§ Try it: An exact copy of the lines from the one containing "pub mod error;" through the end of the material is all that is wanted; transcribe only those.

§ Data for review:
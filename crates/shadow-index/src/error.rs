use thiserror::Error;

pub type Result<T> = std::result::Result<T, ShadowIndexError>;

/// Error taxonomy for the stop-hook and targeted reindexer (spec.md §7
/// categories, applied to the shadow-index subsystem specifically).
#[derive(Error, Debug)]
pub enum ShadowIndexError {
    #[error("I/O error: {0}")]
    Io(#[from] std::io::Error),

    #[error("git error: {0}")]
    Git(#[from] git2::Error),

    #[error("manifest (de)serialization error: {0}")]
    Manifest(#[from] serde_json::Error),

    #[error("embedding error: {0}")]
    Embedding(#[from] eidetic_embedding::EmbeddingError),

    #[error("vector store error: {0}")]
    VectorStore(#[from] eidetic_vectorstore::VectorStoreError),
}
//! Editor stop-hook shadow index + targeted reindexer (spec.md §6
//! "Shadow-index hook"). A session's uncommitted edits live in a shadow git
//! index under the repo's gitdir; on the editor's `Stop` event this turns
//! that index into a real (unreferenced-from-HEAD) commit and dispatches a
//! detached subprocess that reindexes exactly the files the commit touched.

pub mod error;
pub mod hook;
pub mod reindex;

pub use error::{Result, ShadowIndexError};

§ Exercise answer:
pub mod error;
pub mod hook;
pub mod reindex;

pub use error::{Result, ShadowIndexError};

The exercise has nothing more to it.